Ekim devriminin ürünü Sovyet toplumunda, devrim ertesinde, yeni bir sosyal katman olan bürokrasi adım adım güçlenmeye başladı. Lenin’in 1924’te ölümünden sonra Sovyetler Birliği bu yeni katmanın, yani bürokrasinin pençesine düşüyordu. Bürokrasi, kurulmuş olan yeni düzenin çatlaklarından yararlanarak ayrıcalıklarını pekiştiriyor, bir yokluk toplumunda bolluk içinde yaşıyor, Stalin ve etrafındaki kadro tarafından güçlendirilen bürokratik diktatörlük sayesinde de iktidarını koruyordu. Uluslararası alanda bürokrasinin çıkarı emperyalizmle barışmak, kendi çıkarlarına dokunulmadığı sürece dünya devrimi gibi “maceralardan” uzak durmaktı. Bu yüzden de Bolşevik Partisi’ni kendi partisi haline getirdiği gibi, Komintern’i de kendi dış politikasının aracı yaptı. Sonunda 1943’te ebediyen dirilmemek üzere gömdü.
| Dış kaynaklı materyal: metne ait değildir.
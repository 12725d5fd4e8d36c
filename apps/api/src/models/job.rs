use chrono::{DateTime, Utc};
use serde::{Deserialize, Serialize};
use sqlx::FromRow;
use uuid::Uuid;

#[derive(Debug, Clone, Serialize, Deserialize, FromRow)]
pub struct JobRow {
    pub id: Uuid,
    pub role: String,
    pub company: String,
    pub location: String,
    pub job_type: String,
    pub salary: Option<f64>,
    pub experience: Option<f64>,
    pub description: String,
    pub requirements: Vec<String>,
    pub skills: Vec<String>,
    pub company_description: String,
    pub posted_by: String,
    pub status: String,
    pub posted_at: DateTime<Utc>,
    pub updated_at: DateTime<Utc>,
}

#[derive(Debug, Clone, Serialize, Deserialize, FromRow)]
pub struct ApplicationRow {
    pub id: Uuid,
    pub job_id: Uuid,
    pub job_title: String,
    pub company: String,
    pub student_id: String,
    pub student_name: String,
    pub student_email: String,
    pub resume_url: String,
    pub cover_letter: String,
    pub status: String,
    pub cgpa: String,
    pub skills: Vec<String>,
    pub branch: String,
    pub applied_at: DateTime<Utc>,
    pub updated_at: DateTime<Utc>,
}
use std::time::Duration;

use anyhow::{Context, Result};

pub const DEFAULT_MAX_UPLOAD_BYTES: usize = 10 * 1024 * 1024;

/// Application configuration loaded from environment variables.
/// Startup fails if required variables are missing.
#[derive(Debug, Clone)]
pub struct Config {
    pub database_url: String,
    /// Unset means the in-process upload lock (single instance only).
    pub redis_url: Option<String>,
    pub s3_bucket: String,
    pub s3_endpoint: String,
    pub s3_region: String,
    /// Prefix for resume URLs handed back to clients.
    pub s3_public_base_url: String,
    pub aws_access_key_id: String,
    pub aws_secret_access_key: String,
    pub tesseract_bin: String,
    pub ocr_language: String,
    pub ocr_timeout: Duration,
    pub max_upload_bytes: usize,
    pub upload_lock_ttl: Duration,
    pub port: u16,
    pub rust_log: String,
}

impl Config {
    pub fn from_env() -> Result<Self> {
        dotenvy::dotenv().ok(); // load .env if present; ignore if missing

        Self::from_lookup(|key| std::env::var(key).ok())
    }

    /// Builds the config from any key lookup. `from_env` passes the process
    /// environment.
    pub fn from_lookup(lookup: impl Fn(&str) -> Option<String>) -> Result<Self> {
        let require = |key: &str| {
            lookup(key)
                .filter(|v| !v.trim().is_empty())
                .with_context(|| format!("Required environment variable '{key}' is not set"))
        };
        let optional = |key: &str, default: &str| lookup(key).unwrap_or_else(|| default.to_string());

        let s3_bucket = require("S3_BUCKET")?;
        let s3_endpoint = require("S3_ENDPOINT")?;
        let s3_public_base_url = lookup("S3_PUBLIC_BASE_URL").unwrap_or_else(|| {
            format!("{}/{}", s3_endpoint.trim_end_matches('/'), s3_bucket)
        });

        Ok(Config {
            database_url: require("DATABASE_URL")?,
            redis_url: lookup("REDIS_URL").filter(|v| !v.trim().is_empty()),
            s3_region: optional("S3_REGION", "us-east-1"),
            s3_public_base_url,
            s3_bucket,
            s3_endpoint,
            aws_access_key_id: require("AWS_ACCESS_KEY_ID")?,
            aws_secret_access_key: require("AWS_SECRET_ACCESS_KEY")?,
            tesseract_bin: optional("TESSERACT_BIN", "tesseract"),
            ocr_language: optional("OCR_LANGUAGE", "eng"),
            ocr_timeout: Duration::from_secs(
                optional("OCR_TIMEOUT_SECS", "60")
                    .parse::<u64>()
                    .context("OCR_TIMEOUT_SECS must be a whole number of seconds")?,
            ),
            max_upload_bytes: match lookup("MAX_UPLOAD_BYTES") {
                Some(v) => v
                    .parse::<usize>()
                    .context("MAX_UPLOAD_BYTES must be a byte count")?,
                None => DEFAULT_MAX_UPLOAD_BYTES,
            },
            upload_lock_ttl: Duration::from_secs(
                optional("UPLOAD_LOCK_TTL_SECS", "120")
                    .parse::<u64>()
                    .context("UPLOAD_LOCK_TTL_SECS must be a whole number of seconds")?,
            ),
            port: optional("PORT", "8080")
                .parse::<u16>()
                .context("PORT must be a valid port number")?,
            rust_log: optional("RUST_LOG", "info"),
        })
    }
}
İşte Ekim devriminin iki büyük önderinden biri, iç savaşı kazanan Kızıl Ordu’nun mimarı ve komutanı Lev Trotskiy devrimin, işçi sınıfının ve Marksizmin hedeflerine sadık kaldığı içindir ki, kendi etrafında toplanan çeşitli ülkelerin devrimcileriyle birlikte 1938’de IV. Enternasyonal’i kurdu. IV. Enternasyonal, Stalinizme karşı kurulmamıştır. IV. Enternasyonal emperyalist kapitalizmin dünya çapındaki hâkimiyetine son verme savaşında, yani dünya devrimi mücadelesinde uluslararası işçi sınıfına bir dünya partisi gerektiği bilinciyle bu tür bir partinin inşası yolundaki ilk adım olarak kurulmuştur. Yani hedefi kapitalizmi dünya çapında yıkmaktır. Stalinizm de, her türden reformizm de, işçi sınıfının saflarında yenilgiye uğratılması gereken, mücadelenin geleceği için zararlı siyasi akımlar olarak girer IV. Enternasyonal’in gündemine. Nasıl ki Komintern ilk kuruluş döneminde kendini reformizmden ve milliyetçilikten ayırmaya çalışmıştır, IV. Enternasyonal de kendini hem bu akımlardan hem de bürokrasinin ideolojisi ve programı olan “milli komünizm”den ayırır.

IV. Enternasyonal’in kurulmasının ne kadar önemli ve doğru bir tarihi adım olduğu, Sovyetler Birliği, Çin ve Doğu Avrupa’daki rejimlerin çöküşü sonrasında iyice anlaşıldı. Dünya çapında ve tek tek ülkelerde işçi hareketi içinde ve solda liberalizm aldı yürüdü. Enternasyonalist ve devrimci bir Marksizmi sadece IV. Enternasyonal’in çizgisinden ayrılmayan siyasi akımlar ısrarla savundular. Bugün, uluslararası alanda devrimci sosyalist akımlar için başlangıç noktası IV. Enternasyonal’in sağladığı noktadır. Devrimci Marksizm o damardan yürüyecek ve bütün ülkelerin işçilerini yeniden sosyalizm yolunda birleştirecektir.

Nice yıllara IV. Enternasyonal! Nice yıllara proletaryanın dünya partisi!

 

Bu yazı Gerçek Gazetesi'nin Şubat 2013 tarihli 40. sayısında yayınlanmıştır.